The government's decision to advance the 20% ethanol blending target by five years to 2025 has been a major driver of the growth. The Ethanol Blended Petrol (EBP) program has been instrumental in promoting ethanol production, with oil marketing companies regularly issuing Expressions of Interest for ethanol procurement. Moreover, initiatives like the Pradhan Mantri JI-VAN Yojana have provided interest subsidies to boost ethanol production capacity across the country.

However, the experts have pointed out that despite the progress, ethanol manufacturers are facing challenges, including taxation. The experts stressed that states imposing additional duties on ethanol, despite it falling under the GST framework, have increased costs and discouraged investment. The supporting infrastructure for blending, storage, and transport has also failed to keep pace with rapid production growth, leaving manufacturers to contend with inefficiencies that erode profitability.

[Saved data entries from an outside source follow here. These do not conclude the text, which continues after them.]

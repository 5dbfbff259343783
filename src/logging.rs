//! Logging and telemetry for the query orchestration core.
//!
//! Request/error/performance tracking with structured `tracing`
//! initialization. Every logged query string passes through
//! [`crate::sanitize::sanitize_query`] first, so secrets never reach
//! log output.

use crate::sanitize::sanitize_query;
use chrono::{DateTime, Utc};
use serde::{Deserialize, Serialize};
use std::collections::HashMap;
use std::sync::Mutex;
use std::time::{Duration, Instant};
use tracing_subscriber::{fmt, layer::SubscriberExt, util::SubscriberInitExt, EnvFilter};

/// Telemetry configuration.
#[derive(Debug, Clone, Serialize, Deserialize)]
pub struct LoggingConfig {
    pub log_level: String,
    pub json_format: bool,
    pub max_retained_request_logs: usize,
}

impl Default for LoggingConfig {
    fn default() -> Self {
        Self { log_level: "info".to_string(), json_format: false, max_retained_request_logs: 10_000 }
    }
}

/// Initialize the global `tracing` subscriber. Safe to call more than
/// once per process (e.g. once per test binary) — a second attempt is
/// reported and ignored rather than panicking.
pub fn init_tracing(config: &LoggingConfig) {
    let env_filter = EnvFilter::try_from_default_env().unwrap_or_else(|_| EnvFilter::new(&config.log_level));

    let result = if config.json_format {
        tracing_subscriber::registry().with(env_filter).with(fmt::layer().json()).try_init()
    } else {
        tracing_subscriber::registry().with(env_filter).with(fmt::layer()).try_init()
    };

    if result.is_err() {
        eprintln!("tracing subscriber already initialized; keeping the existing one");
    }
}

/// One logged `/query` or `/feedback` request. `query` is always the
/// sanitized form — never the raw user text.
#[derive(Debug, Clone, Serialize, Deserialize)]
pub struct ApiRequestLog {
    pub request_id: String,
    pub timestamp: DateTime<Utc>,
    pub endpoint: String,
    pub user_id: Option<String>,
    pub query: String,
    pub duration_ms: u64,
    pub fallback_used: bool,
    pub services_used: Vec<String>,
    pub error: Option<String>,
}

/// Severity of a logged error, orthogonal to [`crate::error::CoreError`]'s
/// kind — a `WorkerTimeout` recovered by degradation logs at `Warn`, an
/// `OrchestrationTimeout` surfaced to the caller logs at `Error`.
#[derive(Debug, Clone, Copy, PartialEq, Eq, Serialize, Deserialize)]
pub enum ErrorSeverity {
    Warn,
    Error,
    Critical,
}

#[derive(Debug, Clone, Serialize, Deserialize)]
pub struct ErrorLog {
    pub request_id: String,
    pub timestamp: DateTime<Utc>,
    pub severity: ErrorSeverity,
    pub kind: String,
    pub message: String,
}

/// Rolling usage counters, recomputed from retained request logs.
#[derive(Debug, Clone, Default, Serialize, Deserialize)]
pub struct UsageAnalytics {
    pub total_requests: u64,
    pub total_errors: u64,
    pub total_fallbacks: u64,
    pub average_duration_ms: f64,
}

/// In-process request/error log buffer plus derived usage analytics.
/// Bounded: once `max_retained_request_logs` is exceeded the oldest half
/// is dropped.
pub struct LoggingManager {
    config: LoggingConfig,
    request_logs: Mutex<Vec<ApiRequestLog>>,
    error_logs: Mutex<Vec<ErrorLog>>,
    active_requests: Mutex<HashMap<String, Instant>>,
}

impl LoggingManager {
    pub fn new(config: LoggingConfig) -> Self {
        Self {
            config,
            request_logs: Mutex::new(Vec::new()),
            error_logs: Mutex::new(Vec::new()),
            active_requests: Mutex::new(HashMap::new()),
        }
    }

    pub fn start_request(&self, request_id: &str) {
        self.active_requests.lock().unwrap().insert(request_id.to_string(), Instant::now());
        tracing::debug!(request_id, "request started");
    }

    /// Complete a request, sanitizing `raw_query` before it is logged or
    /// retained anywhere.
    pub fn complete_request(
        &self,
        request_id: &str,
        endpoint: &str,
        user_id: Option<String>,
        raw_query: &str,
        fallback_used: bool,
        services_used: Vec<String>,
        error: Option<String>,
    ) {
        let duration = self
            .active_requests
            .lock()
            .unwrap()
            .remove(request_id)
            .map(|start| start.elapsed())
            .unwrap_or(Duration::from_millis(0));

        let query = sanitize_query(raw_query);
        let entry = ApiRequestLog {
            request_id: request_id.to_string(),
            timestamp: Utc::now(),
            endpoint: endpoint.to_string(),
            user_id,
            query: query.clone(),
            duration_ms: duration.as_millis() as u64,
            fallback_used,
            services_used,
            error: error.clone(),
        };

        if let Some(ref e) = error {
            tracing::warn!(request_id, endpoint, query, duration_ms = entry.duration_ms, error = e, "request completed with an error");
        } else {
            tracing::info!(request_id, endpoint, query, duration_ms = entry.duration_ms, fallback_used, "request completed");
        }

        let mut logs = self.request_logs.lock().unwrap();
        logs.push(entry);
        if logs.len() > self.config.max_retained_request_logs {
            let drop_to = self.config.max_retained_request_logs / 2;
            logs.drain(0..logs.len() - drop_to);
        }
    }

    pub fn log_error(&self, request_id: &str, severity: ErrorSeverity, kind: &str, message: &str) {
        match severity {
            ErrorSeverity::Warn => tracing::warn!(request_id, kind, message),
            ErrorSeverity::Error | ErrorSeverity::Critical => tracing::error!(request_id, kind, message),
        }
        self.error_logs.lock().unwrap().push(ErrorLog {
            request_id: request_id.to_string(),
            timestamp: Utc::now(),
            severity,
            kind: kind.to_string(),
            message: message.to_string(),
        });
    }

    pub fn usage_analytics(&self) -> UsageAnalytics {
        let logs = self.request_logs.lock().unwrap();
        if logs.is_empty() {
            return UsageAnalytics::default();
        }
        let total_requests = logs.len() as u64;
        let total_errors = logs.iter().filter(|l| l.error.is_some()).count() as u64;
        let total_fallbacks = logs.iter().filter(|l| l.fallback_used).count() as u64;
        let average_duration_ms = logs.iter().map(|l| l.duration_ms as f64).sum::<f64>() / logs.len() as f64;
        UsageAnalytics { total_requests, total_errors, total_fallbacks, average_duration_ms }
    }

    pub fn recent_errors(&self, limit: usize) -> Vec<ErrorLog> {
        let logs = self.error_logs.lock().unwrap();
        logs.iter().rev().take(limit).cloned().collect()
    }
}

#[cfg(test)]
mod tests {
    use super::*;

    #[test]
    fn completed_request_sanitizes_the_logged_query() {
        let manager = LoggingManager::new(LoggingConfig::default());
        manager.start_request("req-1");
        manager.complete_request("req-1", "/query", None, "password=hunter2 design a VPC", false, vec!["retrieve".to_string()], None);

        let logs = manager.request_logs.lock().unwrap();
        assert_eq!(logs.len(), 1);
        assert!(!logs[0].query.contains("hunter2"));
    }

    #[test]
    fn usage_analytics_counts_errors_and_fallbacks() {
        let manager = LoggingManager::new(LoggingConfig::default());
        manager.start_request("req-1");
        manager.complete_request("req-1", "/query", None, "q1", true, vec![], Some("timeout".to_string()));
        manager.start_request("req-2");
        manager.complete_request("req-2", "/query", None, "q2", false, vec!["retrieve".to_string()], None);

        let analytics = manager.usage_analytics();
        assert_eq!(analytics.total_requests, 2);
        assert_eq!(analytics.total_errors, 1);
        assert_eq!(analytics.total_fallbacks, 1);
    }

    #[test]
    fn retention_drops_the_oldest_half_once_over_capacity() {
        let manager = LoggingManager::new(LoggingConfig { max_retained_request_logs: 4, ..Default::default() });
        for i in 0..6 {
            let id = format!("req-{i}");
            manager.start_request(&id);
            manager.complete_request(&id, "/query", None, "q", false, vec![], None);
        }
        let logs = manager.request_logs.lock().unwrap();
        assert!(logs.len() <= 4);
    }
}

Earlier, the central government had expressed serious concerns over a few states, including Punjab, Haryana, and Himachal Pradesh, imposing additional levies on ethanol, which could hinder the country's ethanol blending program. The Union Ministry of Petroleum and Natural Gas has urged these states to reconsider their policy changes, citing negative impacts on fuel prices and environmental sustainability goals.

The experts have suggested that to overcome these challenges and meet the ambitious target of 30% ethanol blending by 2030, the government needs to recognise ethanol manufacturers as execution partners rather than peripheral stakeholders. They further suggested that providing clarity and consistency in taxation, easier access to credit and working capital facilities, and faster approvals can go a long way in supporting these manufacturers. Additionally, government-led investment in the logistics backbone of the ethanol economy can help match production gains with distribution efficiency.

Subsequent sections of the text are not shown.